══ Available data

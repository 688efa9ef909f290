//! The scene the interaction layer talks to.
//!
//! [`SceneHost`] is the seam between input handling and whatever owns the
//! camera and the cubelets. [`CubeScene`] is the CPU-side host backing the
//! renderer: it keeps the grid, the camera and the intro animation, and
//! answers pointer-ray queries by casting against the grid.

use std::time::Duration;

use nalgebra::{Point2, Point3, Vector3};

use crate::camera::{Camera, Projection};
use crate::config::CubeSettings;
use crate::cube::{CubeGrid, CubeletId};
use crate::ray_casting::{calculate_mouse_ray, find_intersected_cubelet};
use crate::tween::{Easing, Tween};

/// Nearest cubelet under a pointer ray.
#[derive(Debug, Clone, PartialEq)]
pub(crate) struct Hit {
    pub(crate) id: CubeletId,
    /// Cubelet centre in world space.
    pub(crate) world_position: Point3<f32>,
    /// Cubelet centre relative to the aggregate transform.
    pub(crate) local_position: Vector3<f32>,
    pub(crate) distance: f32,
}

pub(crate) trait SceneHost {
    fn camera(&self) -> &Camera;
    fn camera_mut(&mut self) -> &mut Camera;
    fn grid(&self) -> &CubeGrid;
    fn grid_mut(&mut self) -> &mut CubeGrid;
    /// Cast a ray through `ndc` and return the nearest cubelet, if any.
    fn intersect(&self, ndc: Point2<f32>) -> Option<Hit>;
}

#[derive(Debug, Clone)]
pub(crate) struct CubeScene {
    pub(crate) grid: CubeGrid,
    pub(crate) camera: Camera,
    pub(crate) projection: Projection,
    intro: Option<Tween>,
}

impl CubeScene {
    /// Fresh scene with the grid dropped below the origin, ready to animate in.
    pub(crate) fn new(settings: &CubeSettings) -> Self {
        let mut grid = CubeGrid::new(settings);
        let start = Vector3::new(0.0, -settings.intro_drop, 0.0);
        grid.aggregate.position = start;

        Self {
            grid,
            camera: Camera::looking_at_origin(settings.camera_distance),
            projection: Projection::from_settings(settings, 1.0),
            intro: Some(Tween::new(
                start,
                Vector3::zeros(),
                settings.intro_duration(),
                Easing::ExponentialOut,
            )),
        }
    }

    /// Scene with the grid already at rest, skipping the intro.
    #[cfg(test)]
    pub(crate) fn settled(settings: &CubeSettings) -> Self {
        let mut scene = Self::new(settings);
        scene.grid.aggregate.position = Vector3::zeros();
        scene.intro = None;
        scene
    }

    pub(crate) fn is_animating(&self) -> bool {
        self.intro.is_some()
    }

    /// Advance owned interpolations by one frame.
    pub(crate) fn advance_frame(&mut self, dt: Duration) {
        if let Some(intro) = &mut self.intro {
            self.grid.aggregate.position = intro.advance(dt);
            if intro.is_finished() {
                log::debug!("intro animation finished");
                self.intro = None;
            }
        }
    }
}

impl SceneHost for CubeScene {
    fn camera(&self) -> &Camera {
        &self.camera
    }

    fn camera_mut(&mut self) -> &mut Camera {
        &mut self.camera
    }

    fn grid(&self) -> &CubeGrid {
        &self.grid
    }

    fn grid_mut(&mut self) -> &mut CubeGrid {
        &mut self.grid
    }

    fn intersect(&self, ndc: Point2<f32>) -> Option<Hit> {
        let ray = match calculate_mouse_ray(ndc, &self.camera, &self.projection) {
            Ok(ray) => ray,
            Err(err) => {
                log::warn!("cannot cast pointer ray: {err}");
                return None;
            }
        };

        let (index, distance) = find_intersected_cubelet(&ray, &self.grid)?;
        let cubelet = &self.grid.cubelets[index];
        let world = cubelet.world_transform(&self.grid.aggregate);
        Some(Hit {
            id: cubelet.id(),
            world_position: Point3::from(world.translation.vector),
            local_position: cubelet.position,
            distance,
        })
    }
}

════

_The task:_ Provide a verbatim reproduction of all the records.

_Answer to this task:_
repository 688efa9ef909f290
//! The scene the interaction layer talks to.
//!
//! [`SceneHost`] is the seam between input handling and whatever owns the
//! camera and the cubelets. [`CubeScene`] is the CPU-side host backing the
//! renderer: it keeps the grid, the camera and the intro animation, and
//! answers pointer-ray queries by casting against the grid.

use std::time::Duration;

use nalgebra::{Point2, Point3, Vector3};

use crate::camera::{Camera, Projection};
use crate::config::CubeSettings;
use crate::cube::{CubeGrid, CubeletId};
use crate::ray_casting::{calculate_mouse_ray, find_intersected_cubelet};
use crate::tween::{Easing, Tween};

/// Nearest cubelet under a pointer ray.
#[derive(Debug, Clone, PartialEq)]
pub(crate) struct Hit {
    pub(crate) id: CubeletId,
    /// Cubelet centre in world space.
    pub(crate) world_position: Point3<f32>,
    /// Cubelet centre relative to the aggregate transform.
    pub(crate) local_position: Vector3<f32>,
    pub(crate) distance: f32,
}

pub(crate) trait SceneHost {
    fn camera(&self) -> &Camera;
    fn camera_mut(&mut self) -> &mut Camera;
    fn grid(&self) -> &CubeGrid;
    fn grid_mut(&mut self) -> &mut CubeGrid;
    /// Cast a ray through `ndc` and return the nearest cubelet, if any.
    fn intersect(&self, ndc: Point2<f32>) -> Option<Hit>;
}

#[derive(Debug, Clone)]
pub(crate) struct CubeScene {
    pub(crate) grid: CubeGrid,
    pub(crate) camera: Camera,
    pub(crate) projection: Projection,
    intro: Option<Tween>,
}

impl CubeScene {
    /// Fresh scene with the grid dropped below the origin, ready to animate in.
    pub(crate) fn new(settings: &CubeSettings) -> Self {
        let mut grid = CubeGrid::new(settings);
        let start = Vector3::new(0.0, -settings.intro_drop, 0.0);
        grid.aggregate.position = start;

        Self {
            grid,
            camera: Camera::looking_at_origin(settings.camera_distance),
            projection: Projection::from_settings(settings, 1.0),
            intro: Some(Tween::new(
                start,
                Vector3::zeros(),
                settings.intro_duration(),
                Easing::ExponentialOut,
            )),
        }
    }

    /// Scene with the grid already at rest, skipping the intro.
    #[cfg(test)]
    pub(crate) fn settled(settings: &CubeSettings) -> Self {
        let mut scene = Self::new(settings);
        scene.grid.aggregate.position = Vector3::zeros();
        scene.intro = None;
        scene
    }

    pub(crate) fn is_animating(&self) -> bool {
        self.intro.is_some()
    }

    /// Advance owned interpolations by one frame.
    pub(crate) fn advance_frame(&mut self, dt: Duration) {
        if let Some(intro) = &mut self.intro {
            self.grid.aggregate.position = intro.advance(dt);
            if intro.is_finished() {
                log::debug!("intro animation finished");
                self.intro = None;
            }
        }
    }
}

impl SceneHost for CubeScene {
    fn camera(&self) -> &Camera {
        &self.camera
    }

    fn camera_mut(&mut self) -> &mut Camera {
        &mut self.camera
    }

    fn grid(&self) -> &CubeGrid {
        &self.grid
    }

    fn grid_mut(&mut self) -> &mut CubeGrid {
        &mut self.grid
    }

    fn intersect(&self, ndc: Point2<f32>) -> Option<Hit> {
        let ray = match calculate_mouse_ray(ndc, &self.camera, &self.projection) {
            Ok(ray) => ray,
            Err(err) => {
                log::warn!("cannot cast pointer ray: {err}");
                return None;
            }
        };

        let (index, distance) = find_intersected_cubelet(&ray, &self.grid)?;
        let cubelet = &self.grid.cubelets[index];
        let world = cubelet.world_transform(&self.grid.aggregate);
        Some(Hit {
            id: cubelet.id(),
            world_position: Point3::from(world.translation.vector),
            local_position: cubelet.position,
            distance,
        })
    }
}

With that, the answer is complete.